◆ YOUR TASK:
The lines below starting at the line containing "chunk kept in a" and ending at the line containing "pub mod value;" are to be repeated exactly, with both ends kept and nothing else added.

* * * *

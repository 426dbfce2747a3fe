//! External collaborators the core reads/writes chunks through (spec §6).
//!
//! The core never assumes anything about how chunks are actually persisted;
//! it only needs a [`ValueReader`] to resolve a hash to bytes and,
//! optionally, a [`ValueReadWriter`] to persist new chunks. This module
//! ships one always-available in-memory implementation
//! ([`memory::MemoryStore`]) used by every test in this crate, and one
//! optional `redb`-backed implementation (feature `redb-store`) that
//! demonstrates the contract against a real embedded engine without making
//! persistence part of the core's required dependency set.

pub mod memory;

#[cfg(feature = "redb-store")]
pub mod redb_store;

use async_trait::async_trait;

use crate::error::StoreError;
use crate::value::{ContentHash, Ref};

/// Resolves a persisted chunk by its content hash.
///
/// A missing ref for a hash the caller believes was written is a fatal
/// invariant violation (storage corruption), not a recoverable condition —
/// see spec §7.
#[async_trait]
pub trait ValueReader<T>: Send + Sync {
    async fn read_value(&self, hash: ContentHash) -> Result<Option<T>, StoreError>;

    /// Synchronous read, only legal when the caller already knows the chunk
    /// is resident (e.g. a freshly built, not-yet-flushed chunk kept in a
    /// cache by the store). Implementations that cannot guarantee this
    /// should simply return `None`.
    fn read_value_sync(&self, _hash: ContentHash) -> Option<T> {
        None
    }
}

/// Persists a value and returns a [`Ref`] identifying it. Must be
/// idempotent by content hash: writing the same bytes twice is a no-op the
/// second time.
#[async_trait]
pub trait ValueReadWriter<T>: ValueReader<T> {
    async fn write_value(&self, value: &T, height: u32) -> Result<Ref, StoreError>;
}
//! `prollytree`: immutable, content-addressed ordered collections backed by
//! a probabilistic B-tree (a "prolly tree").
//!
//! A prolly tree is a persistent, history-independent search tree: chunk
//! boundaries are chosen by a rolling hash over each leaf's content rather
//! than by a fixed branching factor, so two trees holding mostly the same
//! data end up sharing most of their chunks regardless of how each was
//! built. That's what makes diffing and incremental sync cheap.
//!
//! - [`List`], [`Map`], [`Set`], [`Blob`] are the user-facing collections.
//! - [`store::ValueReader`]/[`store::ValueReadWriter`] are the storage
//!   contract; [`store::memory::MemoryStore`] is the in-memory
//!   implementation every test in this crate runs against, and
//!   `store::redb_store::RedbStore` (behind the `redb-store` feature) backs
//!   the same contract with a real embedded engine.
//! - [`diff`] compares two collections built on the same schema.

pub mod chunker;
pub mod collections;
pub mod cursor;
pub mod diff;
pub mod error;
pub mod hash;
pub mod schema;
pub mod sequence;
pub mod store;
pub mod value;

pub use collections::{Blob, BlobReader, List, Map, SEEK_CUR, SEEK_END, SEEK_SET, Set};
pub use error::CoreError;
pub use hash::ChunkConfig;
pub use value::{ContentHash, OrderedKey, Ref, Value};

* * * *

◆ SOLUTION BELOW:
    /// is resident (e.g. a freshly built, not-yet-flushed chunk kept in a
    /// cache by the store). Implementations that cannot guarantee this
    /// should simply return `None`.
    fn read_value_sync(&self, _hash: ContentHash) -> Option<T> {
        None
    }
}

/// Persists a value and returns a [`Ref`] identifying it. Must be
/// idempotent by content hash: writing the same bytes twice is a no-op the
/// second time.
#[async_trait]
pub trait ValueReadWriter<T>: ValueReader<T> {
    async fn write_value(&self, value: &T, height: u32) -> Result<Ref, StoreError>;
}
//! `prollytree`: immutable, content-addressed ordered collections backed by
//! a probabilistic B-tree (a "prolly tree").
//!
//! A prolly tree is a persistent, history-independent search tree: chunk
//! boundaries are chosen by a rolling hash over each leaf's content rather
//! than by a fixed branching factor, so two trees holding mostly the same
//! data end up sharing most of their chunks regardless of how each was
//! built. That's what makes diffing and incremental sync cheap.
//!
//! - [`List`], [`Map`], [`Set`], [`Blob`] are the user-facing collections.
//! - [`store::ValueReader`]/[`store::ValueReadWriter`] are the storage
//!   contract; [`store::memory::MemoryStore`] is the in-memory
//!   implementation every test in this crate runs against, and
//!   `store::redb_store::RedbStore` (behind the `redb-store` feature) backs
//!   the same contract with a real embedded engine.
//! - [`diff`] compares two collections built on the same schema.

pub mod chunker;
pub mod collections;
pub mod cursor;
pub mod diff;
pub mod error;
pub mod hash;
pub mod schema;
pub mod sequence;
pub mod store;
pub mod value;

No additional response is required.